Inchiesta “Mondo di mezzo”: Roma, mafia e corruzione

L’inchiesta Mondo di mezzo, condotta dalla Procura di Roma, ha portato alla luce tutti gli intrecci affaristici e malavitosi della città eterna, che sono risultati essere rigorosamente bipartisan e trasversali. Si tratta di un vero e proprio terremoto politico-giudiziario che ha coinvolto personaggi di spicco dell’amministrazione cittadina (dal 2008 al 2013) e ha portato all’arresto di ben 37 persone. Questo solido connubio di malaffare tra mondo criminale e mondo istituzionale, avrebbe dato luogo ad un potente e versatile business: dagli appalti truccati all’estorsione, dal prestito ad usura al riciclaggio, dal trasferimento fraudolento di valori alle false fatturazioni.

Giuseppe Pignatone, procuratore capo di Roma, ha definito questa complessa struttura delinquenziale un “ramificato sistema corruttivo e mafioso”, che, tuttavia, non avrebbe legami di sorta con le altre organizzazioni criminali della Penisola. Si tratterebbe, dunque, di un gruppo malavitoso che è nato e che si è attivato nella Capitale, ma caratterizzato da un modus operandi affine a quello delle ben più note mafie italiane.

Un simile scenario evoca nella mente dei più il fenomeno ricorrente della corruzione, inscindibilmente legato al malcostume politico e istituzionale. Vediamo nel dettaglio in cosa consiste e come si configura il reato di corruzione.

Il reato di corruzione

Il reato di corruzione (disciplinato dagli artt. 318-322 del Codice Penale) è da intendersi come un abuso di ruolo e di risorse pubbliche, allo scopo di ottenere un vantaggio personale. Esso è definito un reato proprio, nel senso che  può essere commesso solo da coloro che hanno la qualifica di Pubblico Ufficiale (i funzionari pubblici ovvero i privati che esercitano pubbliche funzioni). Tale reato si configura nel momento in cui il funzionario pubblico o l’incaricato di un pubblico servizio accetta denaro (o anche la promessa di esso) da un privato, al fine di effettuare un atto da lui dovuto o al fine di compierne uno contrario a quanto la sua funzione gli imporrebbe. Altra caratteristica saliente di questa tipologia di reato è che esso è da considerarsi plurisoggettivo, nel senso che ne rispondono sia il corrotto (il pubblico ufficiale) che il corruttore (il privato cittadino). Quest’ultimo, in particolare, mette in atto un tipo di corruzione attiva, mentre il pubblico ufficiale esercita la cosiddetta corruzione passiva. La criminalizzazione di tale condotta da parte del Legislatore ha inteso perseguire un duplice fine: da un parte istituire il divieto per il privato cittadino di offrire una retribuzione affinché vengano compiuti atti d’ufficio e, dall’altra, garantire il buon andamento e l’imparzialità della pubblica amministrazione.

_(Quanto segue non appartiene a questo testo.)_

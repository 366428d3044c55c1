//! 键码 -> keysym 的映射表、功能键字符串以及死键组合表
//!
//! keysym 的格式与linux相同：`0xf000 | 类型 << 8 | 值`，小于0xf000的keysym是unicode字符。

/// 每个键盘映射表包含的键码数量
pub const NR_KEYS: usize = 128;
/// shift组合的数量，也就是映射表的最大数量
pub const MAX_NR_KEYMAPS: usize = 256;
/// 功能键字符串的数量
pub const MAX_NR_FUNC: usize = 256;
/// 死键组合表最多的条目
pub const MAX_DIACR: usize = 256;
/// 单个功能键字符串的最大长度
pub const MAX_FUNC_LEN: usize = 512;

// keysym的类型
pub const KT_LATIN: u8 = 0;
pub const KT_FN: u8 = 1;
pub const KT_SPEC: u8 = 2;
pub const KT_PAD: u8 = 3;
pub const KT_DEAD: u8 = 4;
pub const KT_CONS: u8 = 5;
pub const KT_CUR: u8 = 6;
pub const KT_SHIFT: u8 = 7;
pub const KT_META: u8 = 8;
pub const KT_ASCII: u8 = 9;
pub const KT_LOCK: u8 = 10;
pub const KT_LETTER: u8 = 11;
pub const KT_SLOCK: u8 = 12;
pub const KT_DEAD2: u8 = 13;
pub const NR_TYPES: u8 = 16;

/// 构造一个keysym
pub const fn k(ty: u8, val: u8) -> u16 {
    0xf000 | ((ty as u16) << 8) | val as u16
}

/// keysym的类型（去掉0xf0前缀之前）
#[inline]
pub const fn ktyp(keysym: u16) -> u8 {
    (keysym >> 8) as u8
}

#[inline]
pub const fn kval(keysym: u16) -> u8 {
    (keysym & 0xff) as u8
}

// shift类按键的编号，同时也是shift_state中的位
pub const KG_SHIFT: u8 = 0;
pub const KG_ALTGR: u8 = 1;
pub const KG_CTRL: u8 = 2;
pub const KG_ALT: u8 = 3;
pub const KG_SHIFTL: u8 = 4;
pub const KG_SHIFTR: u8 = 5;
pub const KG_CTRLL: u8 = 6;
pub const KG_CTRLR: u8 = 7;
pub const KG_CAPSSHIFT: u8 = 8;
pub const NR_SHIFT: u8 = 9;

pub const K_SHIFT: u16 = k(KT_SHIFT, KG_SHIFT);
pub const K_CTRL: u16 = k(KT_SHIFT, KG_CTRL);
pub const K_ALT: u16 = k(KT_SHIFT, KG_ALT);
pub const K_ALTGR: u16 = k(KT_SHIFT, KG_ALTGR);
pub const K_CAPSSHIFT: u16 = k(KT_SHIFT, KG_CAPSSHIFT);

// KT_SPEC
pub const K_HOLE: u16 = k(KT_SPEC, 0);
pub const K_ENTER: u16 = k(KT_SPEC, 1);
pub const K_SH_REGS: u16 = k(KT_SPEC, 2);
pub const K_SH_MEM: u16 = k(KT_SPEC, 3);
pub const K_SH_STAT: u16 = k(KT_SPEC, 4);
pub const K_BREAK: u16 = k(KT_SPEC, 5);
pub const K_CONS: u16 = k(KT_SPEC, 6);
pub const K_CAPS: u16 = k(KT_SPEC, 7);
pub const K_NUM: u16 = k(KT_SPEC, 8);
pub const K_HOLD: u16 = k(KT_SPEC, 9);
pub const K_SCROLLFORW: u16 = k(KT_SPEC, 10);
pub const K_SCROLLBACK: u16 = k(KT_SPEC, 11);
pub const K_BOOT: u16 = k(KT_SPEC, 12);
pub const K_CAPSON: u16 = k(KT_SPEC, 13);
pub const K_COMPOSE: u16 = k(KT_SPEC, 14);
pub const K_SAK: u16 = k(KT_SPEC, 15);
pub const K_DECRCONSOLE: u16 = k(KT_SPEC, 16);
pub const K_INCRCONSOLE: u16 = k(KT_SPEC, 17);
pub const K_SPAWNCONSOLE: u16 = k(KT_SPEC, 18);
pub const K_BARENUMLOCK: u16 = k(KT_SPEC, 19);
/// 映射表第0项为该值表示映射表是动态分配的
pub const K_ALLOCATED: u16 = k(KT_SPEC, 126);
/// KDGKBENT查询不存在的映射表时返回
pub const K_NOSUCHMAP: u16 = k(KT_SPEC, 127);
pub const NR_SPEC: u8 = 20;

// KT_FN
pub const K_F1: u16 = k(KT_FN, 0);
pub const K_FIND: u16 = k(KT_FN, 20);
pub const K_INSERT: u16 = k(KT_FN, 21);
pub const K_REMOVE: u16 = k(KT_FN, 22);
pub const K_SELECT: u16 = k(KT_FN, 23);
pub const K_PGUP: u16 = k(KT_FN, 24);
pub const K_PGDN: u16 = k(KT_FN, 25);
pub const K_MACRO: u16 = k(KT_FN, 26);
pub const K_HELP: u16 = k(KT_FN, 27);
pub const K_DO: u16 = k(KT_FN, 28);
pub const K_PAUSE: u16 = k(KT_FN, 29);

// KT_PAD
pub const K_P0: u8 = 0;
pub const K_P1: u8 = 1;
pub const K_P2: u8 = 2;
pub const K_P3: u8 = 3;
pub const K_P4: u8 = 4;
pub const K_P5: u8 = 5;
pub const K_P6: u8 = 6;
pub const K_P7: u8 = 7;
pub const K_P8: u8 = 8;
pub const K_P9: u8 = 9;
pub const K_PPLUS: u8 = 10;
pub const K_PMINUS: u8 = 11;
pub const K_PSTAR: u8 = 12;
pub const K_PSLASH: u8 = 13;
pub const K_PENTER: u8 = 14;
pub const K_PCOMMA: u8 = 15;
pub const K_PDOT: u8 = 16;
pub const NR_PAD: u8 = 20;

// KT_CUR
pub const K_DOWN: u8 = 0;
pub const K_LEFT: u8 = 1;
pub const K_RIGHT: u8 = 2;
pub const K_UP: u8 = 3;

// KT_DEAD
pub const K_DGRAVE: u16 = k(KT_DEAD, 0);
pub const K_DACUTE: u16 = k(KT_DEAD, 1);
pub const K_DCIRCM: u16 = k(KT_DEAD, 2);
pub const K_DTILDE: u16 = k(KT_DEAD, 3);
pub const K_DDIERE: u16 = k(KT_DEAD, 4);
pub const K_DCEDIL: u16 = k(KT_DEAD, 5);
pub const NR_DEAD: u8 = 6;

/// 死键对应的重音字符
pub const RET_DIACR: [u8; NR_DEAD as usize] = [b'`', b'\'', b'^', b'~', b'"', b','];

pub const NR_ASCII: u8 = 26;
pub const NR_LOCK: u8 = 8;

/// 每种类型允许的最大值，KDSKBENT用来校验
pub const MAX_VALS: [u8; NR_TYPES as usize] = [
    255,
    (MAX_NR_FUNC - 1) as u8,
    NR_SPEC - 1,
    NR_PAD - 1,
    NR_DEAD - 1,
    255,
    3,
    NR_SHIFT - 1,
    255,
    NR_ASCII - 1,
    NR_LOCK - 1,
    255,
    NR_LOCK - 1,
    255,
    255,
    255,
];

/// 死键组合：重音 + 基础字符 -> 结果
#[derive(Debug, Clone, Copy, PartialEq, Eq)]
pub struct KbDiacr {
    pub diacr: u8,
    pub base: u8,
    pub result: u8,
}

impl KbDiacr {
    pub const fn new(diacr: u8, base: u8, result: u8) -> Self {
        Self { diacr, base, result }
    }
}

pub type KeyMap = [u16; NR_KEYS];

const fn latin(ch: u8) -> u16 {
    k(KT_LATIN, ch)
}

const fn letter(ch: u8) -> u16 {
    k(KT_LETTER, ch)
}

/// 美式键盘，按键码排列的无修饰字符
const PLAIN_KEYS: &[(usize, u8)] = &[
    (2, b'1'),
    (3, b'2'),
    (4, b'3'),
    (5, b'4'),
    (6, b'5'),
    (7, b'6'),
    (8, b'7'),
    (9, b'8'),
    (10, b'9'),
    (11, b'0'),
    (12, b'-'),
    (13, b'='),
    (26, b'['),
    (27, b']'),
    (39, b';'),
    (40, b'\''),
    (41, b'`'),
    (43, b'\\'),
    (51, b','),
    (52, b'.'),
    (53, b'/'),
    (57, b' '),
    (86, b'<'),
];

/// 同样的位置按下shift之后的字符
const SHIFT_KEYS: &[(usize, u8)] = &[
    (2, b'!'),
    (3, b'@'),
    (4, b'#'),
    (5, b'$'),
    (6, b'%'),
    (7, b'^'),
    (8, b'&'),
    (9, b'*'),
    (10, b'('),
    (11, b')'),
    (12, b'_'),
    (13, b'+'),
    (26, b'{'),
    (27, b'}'),
    (39, b':'),
    (40, b'"'),
    (41, b'~'),
    (43, b'|'),
    (51, b'<'),
    (52, b'>'),
    (53, b'?'),
    (57, b' '),
    (86, b'>'),
];

/// 字母键的键码，按字母顺序
const LETTER_KEYS: [usize; 26] = [
    30, 48, 46, 32, 18, 33, 34, 35, 23, 36, 37, 38, 50, 49, 24, 25, 16, 19, 31, 20, 22, 47, 17,
    45, 21, 44,
];

/// 各映射表共用的按键：修饰键、光标键、小键盘等
fn common_keys(map: &mut KeyMap) {
    map[1] = latin(0x1b);
    map[14] = latin(0x7f);
    map[15] = latin(b'\t');
    map[28] = K_ENTER;
    map[29] = K_CTRL;
    map[42] = K_SHIFT;
    map[54] = K_SHIFT;
    map[55] = k(KT_PAD, K_PSTAR);
    map[56] = K_ALT;
    map[58] = K_CAPS;
    map[69] = K_NUM;
    map[70] = K_HOLD;

    let pad: [(usize, u8); 13] = [
        (71, K_P7),
        (72, K_P8),
        (73, K_P9),
        (74, K_PMINUS),
        (75, K_P4),
        (76, K_P5),
        (77, K_P6),
        (78, K_PPLUS),
        (79, K_P1),
        (80, K_P2),
        (81, K_P3),
        (82, K_P0),
        (83, K_PDOT),
    ];
    for (code, val) in pad {
        map[code] = k(KT_PAD, val);
    }

    map[96] = k(KT_PAD, K_PENTER);
    map[97] = K_CTRL;
    map[98] = k(KT_PAD, K_PSLASH);
    map[99] = latin(0x1c);
    map[100] = K_ALTGR;
    map[101] = K_BREAK;
    map[102] = K_FIND;
    map[103] = k(KT_CUR, K_UP);
    map[104] = K_PGUP;
    map[105] = k(KT_CUR, K_LEFT);
    map[106] = k(KT_CUR, K_RIGHT);
    map[107] = K_SELECT;
    map[108] = k(KT_CUR, K_DOWN);
    map[109] = K_PGDN;
    map[110] = K_INSERT;
    map[111] = K_REMOVE;
    map[119] = K_PAUSE;
}

/// F1~F10, F11, F12 的键码
const FKEY_CODES: [usize; 12] = [59, 60, 61, 62, 63, 64, 65, 66, 67, 68, 87, 88];

fn plain_map() -> KeyMap {
    let mut map = [K_HOLE; NR_KEYS];
    common_keys(&mut map);
    for (code, ch) in PLAIN_KEYS {
        map[*code] = latin(*ch);
    }
    for (i, code) in LETTER_KEYS.iter().enumerate() {
        map[*code] = letter(b'a' + i as u8);
    }
    for (i, code) in FKEY_CODES.iter().enumerate() {
        map[*code] = k(KT_FN, i as u8);
    }
    map[84] = K_CONS;
    map
}

fn shift_map() -> KeyMap {
    let mut map = [K_HOLE; NR_KEYS];
    common_keys(&mut map);
    for (code, ch) in SHIFT_KEYS {
        map[*code] = latin(*ch);
    }
    for (i, code) in LETTER_KEYS.iter().enumerate() {
        map[*code] = letter(b'A' + i as u8);
    }
    // shift+F1 对应 F11
    for (i, code) in FKEY_CODES.iter().enumerate() {
        map[*code] = k(KT_FN, 10 + i as u8);
    }
    map[104] = K_SCROLLBACK;
    map[109] = K_SCROLLFORW;
    map
}

fn altgr_map() -> KeyMap {
    let mut map = [K_HOLE; NR_KEYS];
    common_keys(&mut map);
    map[3] = latin(b'@');
    map[9] = latin(b'{');
    map[10] = latin(b'[');
    map[11] = latin(b']');
    map[12] = latin(b'\\');
    map[40] = K_DACUTE;
    map[41] = K_DGRAVE;
    map[7] = K_DCIRCM;
    for (i, code) in FKEY_CODES.iter().enumerate() {
        map[*code] = k(KT_CONS, 12 + i as u8);
    }
    map
}

fn ctrl_map() -> KeyMap {
    let mut map = [K_HOLE; NR_KEYS];
    common_keys(&mut map);
    map[3] = latin(0x00);
    map[4] = latin(0x1b);
    map[5] = latin(0x1c);
    map[6] = latin(0x1d);
    map[7] = latin(0x1e);
    map[8] = latin(0x1f);
    map[9] = latin(0x7f);
    map[12] = latin(0x1f);
    map[14] = latin(0x08);
    map[26] = latin(0x1b);
    map[27] = latin(0x1d);
    map[43] = latin(0x1c);
    map[57] = latin(0x00);
    for (i, code) in LETTER_KEYS.iter().enumerate() {
        map[*code] = latin(1 + i as u8);
    }
    for (i, code) in FKEY_CODES.iter().enumerate() {
        map[*code] = k(KT_FN, i as u8);
    }
    map
}

fn alt_map() -> KeyMap {
    let mut map = [K_HOLE; NR_KEYS];
    common_keys(&mut map);
    for (code, ch) in PLAIN_KEYS {
        map[*code] = k(KT_META, *ch);
    }
    for (i, code) in LETTER_KEYS.iter().enumerate() {
        map[*code] = k(KT_META, b'a' + i as u8);
    }
    for (i, code) in FKEY_CODES.iter().enumerate() {
        map[*code] = k(KT_CONS, i as u8);
    }
    // alt + 小键盘数字输入字符编码
    let pad_digits: [(usize, u8); 10] = [
        (82, 0),
        (79, 1),
        (80, 2),
        (81, 3),
        (75, 4),
        (76, 5),
        (77, 6),
        (71, 7),
        (72, 8),
        (73, 9),
    ];
    for (code, val) in pad_digits {
        map[code] = k(KT_ASCII, val);
    }
    map[105] = K_DECRCONSOLE;
    map[106] = K_INCRCONSOLE;
    map
}

fn ctrl_alt_map() -> KeyMap {
    let mut map = [K_HOLE; NR_KEYS];
    common_keys(&mut map);
    for (i, code) in LETTER_KEYS.iter().enumerate() {
        map[*code] = k(KT_META, 1 + i as u8);
    }
    for (i, code) in FKEY_CODES.iter().enumerate() {
        map[*code] = k(KT_CONS, i as u8);
    }
    map[111] = K_BOOT;
    map
}

/// ## 默认的映射表
/// 下标是shift_state：0无修饰，1 shift，2 altgr，4 ctrl，5 shift+ctrl，8 alt，12 ctrl+alt
pub fn default_keymaps() -> Vec<Option<Box<KeyMap>>> {
    let mut maps: Vec<Option<Box<KeyMap>>> = (0..MAX_NR_KEYMAPS).map(|_| None).collect();
    maps[0] = Some(Box::new(plain_map()));
    maps[1] = Some(Box::new(shift_map()));
    maps[2] = Some(Box::new(altgr_map()));
    maps[4] = Some(Box::new(ctrl_map()));
    maps[5] = Some(Box::new(ctrl_map()));
    maps[8] = Some(Box::new(alt_map()));
    maps[12] = Some(Box::new(ctrl_alt_map()));
    maps
}

/// ## 默认的功能键字符串
pub fn default_func_table() -> Vec<Option<Vec<u8>>> {
    const FUNCS: [&[u8]; 30] = [
        b"\x1b[[A", b"\x1b[[B", b"\x1b[[C", b"\x1b[[D", b"\x1b[[E", b"\x1b[17~", b"\x1b[18~",
        b"\x1b[19~", b"\x1b[20~", b"\x1b[21~", b"\x1b[23~", b"\x1b[24~", b"\x1b[25~",
        b"\x1b[26~", b"\x1b[28~", b"\x1b[29~", b"\x1b[31~", b"\x1b[32~", b"\x1b[33~",
        b"\x1b[34~", b"\x1b[1~", b"\x1b[2~", b"\x1b[3~", b"\x1b[4~", b"\x1b[5~", b"\x1b[6~",
        b"\x1b[M", b"", b"", b"\x1b[P",
    ];
    let mut table: Vec<Option<Vec<u8>>> = vec![None; MAX_NR_FUNC];
    for (i, s) in FUNCS.iter().enumerate() {
        table[i] = Some(s.to_vec());
    }
    table
}

/// ## 默认的死键组合表（ISO-8859-1）
pub fn default_accent_table() -> Vec<KbDiacr> {
    const GRAVE: [(u8, u8); 10] = [
        (b'A', 0xc0),
        (b'a', 0xe0),
        (b'E', 0xc8),
        (b'e', 0xe8),
        (b'I', 0xcc),
        (b'i', 0xec),
        (b'O', 0xd2),
        (b'o', 0xf2),
        (b'U', 0xd9),
        (b'u', 0xf9),
    ];
    const ACUTE: [(u8, u8); 12] = [
        (b'A', 0xc1),
        (b'a', 0xe1),
        (b'E', 0xc9),
        (b'e', 0xe9),
        (b'I', 0xcd),
        (b'i', 0xed),
        (b'O', 0xd3),
        (b'o', 0xf3),
        (b'U', 0xda),
        (b'u', 0xfa),
        (b'Y', 0xdd),
        (b'y', 0xfd),
    ];
    const CIRCM: [(u8, u8); 10] = [
        (b'A', 0xc2),
        (b'a', 0xe2),
        (b'E', 0xca),
        (b'e', 0xea),
        (b'I', 0xce),
        (b'i', 0xee),
        (b'O', 0xd4),
        (b'o', 0xf4),
        (b'U', 0xdb),
        (b'u', 0xfb),
    ];
    const TILDE: [(u8, u8); 6] = [
        (b'A', 0xc3),
        (b'a', 0xe3),
        (b'N', 0xd1),
        (b'n', 0xf1),
        (b'O', 0xd5),
        (b'o', 0xf5),
    ];
    const DIERE: [(u8, u8); 11] = [
        (b'A', 0xc4),
        (b'a', 0xe4),
        (b'E', 0xcb),
        (b'e', 0xeb),
        (b'I', 0xcf),
        (b'i', 0xef),
        (b'O', 0xd6),
        (b'o', 0xf6),
        (b'U', 0xdc),
        (b'u', 0xfc),
        (b'y', 0xff),
    ];
    const CEDIL: [(u8, u8); 2] = [(b'C', 0xc7), (b'c', 0xe7)];

    let groups: [(u8, &[(u8, u8)]); 6] = [
        (b'`', &GRAVE),
        (b'\'', &ACUTE),
        (b'^', &CIRCM),
        (b'~', &TILDE),
        (b'"', &DIERE),
        (b',', &CEDIL),
    ];
    let mut table = Vec::new();
    for (diacr, entries) in groups {
        for (base, result) in entries {
            table.push(KbDiacr::new(diacr, *base, *result));
        }
    }
    table
}

#[cfg(test)]
mod tests {
    use super::*;

    #[test]
    fn test_keysym_layout() {
        assert_eq!(K_ENTER, 0xf201);
        assert_eq!(K_SHIFT, 0xf700);
        assert_eq!(ktyp(K_DACUTE), 0xf0 + KT_DEAD);
        assert_eq!(kval(K_DACUTE), 1);
    }

    #[test]
    fn test_default_maps() {
        let maps = default_keymaps();
        let plain = maps[0].as_ref().unwrap();
        assert_eq!(plain[30], letter(b'a'));
        assert_eq!(plain[2], latin(b'1'));
        assert_eq!(plain[59], K_F1);
        assert_eq!(plain[0], K_HOLE);
        let shift = maps[1].as_ref().unwrap();
        assert_eq!(shift[16], letter(b'Q'));
        assert_eq!(shift[2], latin(b'!'));
        let ctrl = maps[4].as_ref().unwrap();
        assert_eq!(ctrl[46], latin(3));
        assert!(maps[3].is_none());
        // alt+F2 切换到第2个控制台
        assert_eq!(maps[8].as_ref().unwrap()[60], k(KT_CONS, 1));
    }

    #[test]
    fn test_accent_table() {
        let table = default_accent_table();
        assert!(table.contains(&KbDiacr::new(b'\'', b'e', 0xe9)));
        assert!(table.len() <= MAX_DIACR);
    }
}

La L. 6 novembre 2012, n. 190, nota come Legge anti-corruzione, prevede misure di contrasto più severe per arginare la diffusione del fenomeno corruttivo nel nostro Paese. L’intervento legislativo contempla, ad esempio, un significativo innalzamento delle pene.

Qualora a un Pubblico ufficiale sia stato attribuito il reato di corruzione, egli deve affidarsi alle capacità difensive di un buon avvocato penalista, che sia in grado di accertarsi della attendibilità e della validità dell’accusa, di verificare le prove a carico del proprio assistito e di mettere a punto un efficace piano difensivo, anche svolgendo indagini ad hoc.